The DVD is a treasure. What does it mean to you to deceive it preserved like this?
Hahn: It may be an overused news to say it’s a ideal or a classic, but they really are. These are films–”Cinderella” in particular–that beget stood the assay of time. You can publish it in today and in reality relish in it with your kinfolk as much as any time. I think to look at “Cinderella” and the artistic coup, there’s a great puzzle in animation where you spend millions of dollars and engage hundreds of people and your goal is to deliver the audience not see the turn over of the artist. And it’s ironic, because they work so habit-forming to get the characters to be in the land of the living sensitive and to tease you imagine in the flesh and blood of the characters–whether it’s a stepmother or a mouse or a cat or whoever–and all that work is meant to be pellucid. It’s like a magician who doesn’t requirement you to see the trick. And I think that congenial of artistic rate is wonderful, and it’s a little moment of what a disc like this shows you: a only slightly peek behind the curtain so you can see some of the magician’s tricks. You can hear some of the stories and get a sense of what it must have been adulate to work on such an artistic achievement.
It’s attractive, because Walt had an ear quest of music. Ilene and I were talking briefly before the gather about what a great, pitch-perfect voice she has, because on the disc you can heed some of her radio performances and some of her television performances with Perry Como and that type of feature. And in an era where there were only endure performances and you couldn’t go in and do multi-track edits that you can do today, her pitch was so beautiful and so right-on it was a real testament–not only to Ilene, but to Walt and his artists–that they really appreciated and knew that it was something that was rare.

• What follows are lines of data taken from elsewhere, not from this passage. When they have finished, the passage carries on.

//! Repeat check-in tiers.
//!
//! A repeat check-in earns a tier when enough time has passed since the
//! previous check-in of the same kind. The ladder holds (threshold, tier)
//! pairs ordered from the largest threshold down; the first threshold the
//! elapsed time reaches wins.

use chrono::Duration;
use serde::{Deserialize, Serialize};
use sleep_common::CheckinKind;
use sleep_config::Config;

/// Named response tiers for repeat check-ins.
#[derive(Debug, Clone, Copy, PartialEq, Eq, Hash, Serialize, Deserialize)]
#[serde(rename_all = "snake_case")]
pub enum Tier {
    /// Repeat morning after `multiGetUpInterval` hours.
    MultiGetUp,
    /// Repeat morning after `superGetUpInterval` hours.
    SuperGetUp,
    /// Repeat night after `goodSleepInterval` hours.
    GoodSleep,
    /// Repeat night after `deepSleepInterval` hours.
    DeepSleep,
}

impl Tier {
    /// Check-in kind this tier belongs to.
    pub const fn kind(self) -> CheckinKind {
        match self {
            Self::MultiGetUp | Self::SuperGetUp => CheckinKind::Morning,
            Self::GoodSleep | Self::DeepSleep => CheckinKind::Night,
        }
    }

    /// Tiers of `kind` in configuration order.
    pub const fn for_kind(kind: CheckinKind) -> [Self; 2] {
        match kind {
            CheckinKind::Morning => [Self::MultiGetUp, Self::SuperGetUp],
            CheckinKind::Night => [Self::GoodSleep, Self::DeepSleep],
        }
    }

    /// Whether the tier is switched on, and its interval in hours.
    pub const fn settings(self, config: &Config) -> (bool, u32) {
        match self {
            Self::MultiGetUp => (config.multi_get_up_enable, config.multi_get_up_interval),
            Self::SuperGetUp => (config.super_get_up_enable, config.super_get_up_interval),
            Self::GoodSleep => (config.good_sleep_enable, config.good_sleep_interval),
            Self::DeepSleep => (config.deep_sleep_enable, config.deep_sleep_interval),
        }
    }
}

/// One rung of the ladder.
#[derive(Debug, Clone, Copy, PartialEq, Eq)]
pub struct TierStep {
    /// Minimum elapsed time.
    pub threshold: Duration,
    /// Tier granted once the threshold is reached.
    pub tier: Tier,
}

/// Ordered thresholds for one check-in kind.
#[derive(Debug, Clone, Default, PartialEq, Eq)]
pub struct TierLadder {
    steps: Vec<TierStep>,
}

impl TierLadder {
    /// Builds a ladder; equal thresholds keep their input order.
    pub fn new(steps: impl IntoIterator<Item = TierStep>) -> Self {
        let mut steps: Vec<_> = steps.into_iter().collect();
        steps.sort_by(|a, b| b.threshold.cmp(&a.threshold));
        Self { steps }
    }

    /// Ladder of the enabled tiers of `kind`.
    pub fn for_kind(config: &Config, kind: CheckinKind) -> Self {
        Self::new(Tier::for_kind(kind).into_iter().filter_map(|tier| {
            let (enabled, hours) = tier.settings(config);
            enabled.then(|| TierStep {
                threshold: Duration::hours(i64::from(hours)),
                tier,
            })
        }))
    }

    /// The deepest tier whose threshold `elapsed` reaches.
    pub fn select(&self, elapsed: Duration) -> Option<Tier> {
        self.steps
            .iter()
            .find(|step| elapsed >= step.threshold)
            .map(|step| step.tier)
    }

    /// Smallest threshold on the ladder.
    pub fn min_threshold(&self) -> Option<Duration> {
        self.steps.last().map(|step| step.threshold)
    }

    /// Whether no tier is enabled.
    pub fn is_empty(&self) -> bool {
        self.steps.is_empty()
    }

    /// Steps from the largest threshold down.
    pub fn steps(&self) -> &[TierStep] {
        &self.steps
    }
}

#[cfg(test)]
mod tests {
    use super::*;

    fn morning_config(multi: bool, superb: bool) -> Config {
        Config {
            multi_get_up_enable: multi,
            multi_get_up_interval: 6,
            super_get_up_enable: superb,
            super_get_up_interval: 1,
            ..Config::default()
        }
    }

    #[test]
    fn test_ladder_orders_largest_first() {
        let ladder = TierLadder::for_kind(&morning_config(true, true), CheckinKind::Morning);
        let tiers: Vec<_> = ladder.steps().iter().map(|step| step.tier).collect();
        assert_eq!(tiers, vec![Tier::MultiGetUp, Tier::SuperGetUp]);
        assert_eq!(ladder.min_threshold(), Some(Duration::hours(1)));
    }

    #[test]
    fn test_select_prefers_deeper_tier() {
        let ladder = TierLadder::for_kind(&morning_config(true, true), CheckinKind::Morning);
        assert_eq!(ladder.select(Duration::hours(7)), Some(Tier::MultiGetUp));
        assert_eq!(ladder.select(Duration::hours(6)), Some(Tier::MultiGetUp));
        assert_eq!(ladder.select(Duration::hours(2)), Some(Tier::SuperGetUp));
        assert_eq!(ladder.select(Duration::minutes(59)), None);
    }

    #[test]
    fn test_disabled_tiers_are_skipped() {
        let ladder = TierLadder::for_kind(&morning_config(false, true), CheckinKind::Morning);
        assert_eq!(ladder.select(Duration::hours(8)), Some(Tier::SuperGetUp));

        let empty = TierLadder::for_kind(&morning_config(false, false), CheckinKind::Morning);
        assert!(empty.is_empty());
        assert_eq!(empty.select(Duration::hours(24)), None);
    }

    #[test]
    fn test_default_night_ladder() {
        let ladder = TierLadder::for_kind(&Config::default(), CheckinKind::Night);
        assert_eq!(ladder.steps().len(), 1);
        assert_eq!(ladder.select(Duration::hours(6)), Some(Tier::GoodSleep));
    }

    #[test]
    fn test_equal_thresholds_keep_configuration_order() {
        let ladder = TierLadder::new([
            TierStep { threshold: Duration::hours(3), tier: Tier::GoodSleep },
            TierStep { threshold: Duration::hours(3), tier: Tier::DeepSleep },
        ]);
        assert_eq!(ladder.select(Duration::hours(3)), Some(Tier::GoodSleep));
    }
}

Woods: Rise, I loved live television in those days, because I made a boo-boo in the song, as you very likely heard, with Perry, and we made a lampoon thing not allowed of it. (Laughs) I was embarrassed when it happened, but I was on cloud nine it had happened after, because Perry made such a fun contrivance out of it. And of ambit Perry Como held my hand for the rest of the show (laughs), which was just lovely.
Hahn: (Laughs) You can’t beat that.
Could they talk about how “Cinderella” influeced other Disney films and other Disney princesses?

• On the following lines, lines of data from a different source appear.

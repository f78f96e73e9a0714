//! Night check-in command.

use sleep_common::CheckinKind;

use crate::framework::{Command, CommandFuture, Context};

/// `night`: records that the sender is going to sleep.
pub fn night() -> Command {
    Command {
        name: CheckinKind::Night.command_name(),
        description: "晚安消息打卡",
        action: run,
    }
}

fn run(ctx: Context<'_>) -> CommandFuture<'_> {
    Box::pin(crate::greeting::respond(ctx, CheckinKind::Night))
}
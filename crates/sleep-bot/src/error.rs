//! Application-wide error types using thiserror.

use sleep_common::SleepError;
use sleep_config::ConfigError;

/// Main application error type.
#[derive(thiserror::Error, Debug)]
pub enum BotError {
    /// Configuration could not be loaded.
    #[error("Configuration error: {0}")]
    Config(#[from] ConfigError),

    /// Domain or storage error.
    #[error("{0}")]
    Sleep(#[from] SleepError),

    /// Scheduler setup or job registration failed.
    #[error("Scheduler error: {0:#}")]
    Scheduler(#[from] anyhow::Error),

    /// A command handler failed.
    #[error("Command error: {0}")]
    Command(String),

    /// Logging could not be initialised.
    #[error("Logging error: {0}")]
    Logging(String),

    /// An inbound or outbound event could not be (de)serialized.
    #[error("Event error: {0}")]
    Event(#[from] serde_json::Error),

    /// I/O error.
    #[error("I/O error: {0}")]
    Io(#[from] std::io::Error),
}

/// Result type for the bot application.
pub type BotResult<T> = Result<T, BotError>;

Hahn: Well, it’s certainly a movie we all grew up with and looked at a lot. It’s funny. We’re working on a silver screen right now called “Rapunzel,” and Glen Keane, one of our complete animators who animated the Beast in “Beauty and the Beast” and Tarzan and Ariel in “The Seldom Mermaid” . . . . There’s lone been six movies that have been Disney fairy tales with a character in the title–”Snow White,” “Cinderella,” “Sleeping Beauty”–so we obviously go back and look at those, and look at how those characters indicate their stories. They’re very precious stories, so we don’t want to around them up too much. And yet the key characters and the influences that a large screen in the mood for “Cinderella” has on us, they’re attractive profound. They’re not only smashing stories, which is noteworthy to us, but they’re important pieces of art. And the technic that those guys used, second to tremendous financial pressures at the time, is still incredibly lasting, and so that’s the kind of thing that can be quite inspiring to us when we’re making movies honourable now.
Woods: I love the fact that so many women will penetrate up to me and bruit about, “I had a Cinderella wedding,” or “Oh, I just love Cinderella, I boyfriend her spirit and I girl her so very much.” Other girls will come up to me and say, “I had my totality bedroom decorated in Cinderella colors,” and it only thrills me that the women, mostly, liking come up to me and say how much they loved the integrity.
Could Ms. Woods talk down laying down spokeswoman tracks? Were there other actors she could react to?
Woods: No, there were no other actors. I think I’m going to put on an act Don atone for this, because I’m not quite sure what you’re asking. We worked with discs in those days.
Hahn: Yeah, it’s not unusual to record actors and actresses alone, because then the animators and director can remarkably concentrate on that human being performance. It’s very rare, in factually, that we keep the wolf from the door two people on stage together antithesis each other, so it’s likely we record alone. Back then, the technique would be to run two pieces of fog. We ran a quantity of magnetic film that would capture the audio performance on tape, and we also ran what looked like a big LP album that had a needle on it. They as a matter of fact edit out the album live while you were running the take. And the one fitting I know this is that when I started in 1976, that machine was still in the studio in the very anyway room that Ilene recorded in. And then the director, or Walt Disney, could parody that disc, that LP album, into his office and play oust-the-needle and listen to manifold takes, different approaches, and remarkable cues of the recording session to select the ones that would finally go on the reel.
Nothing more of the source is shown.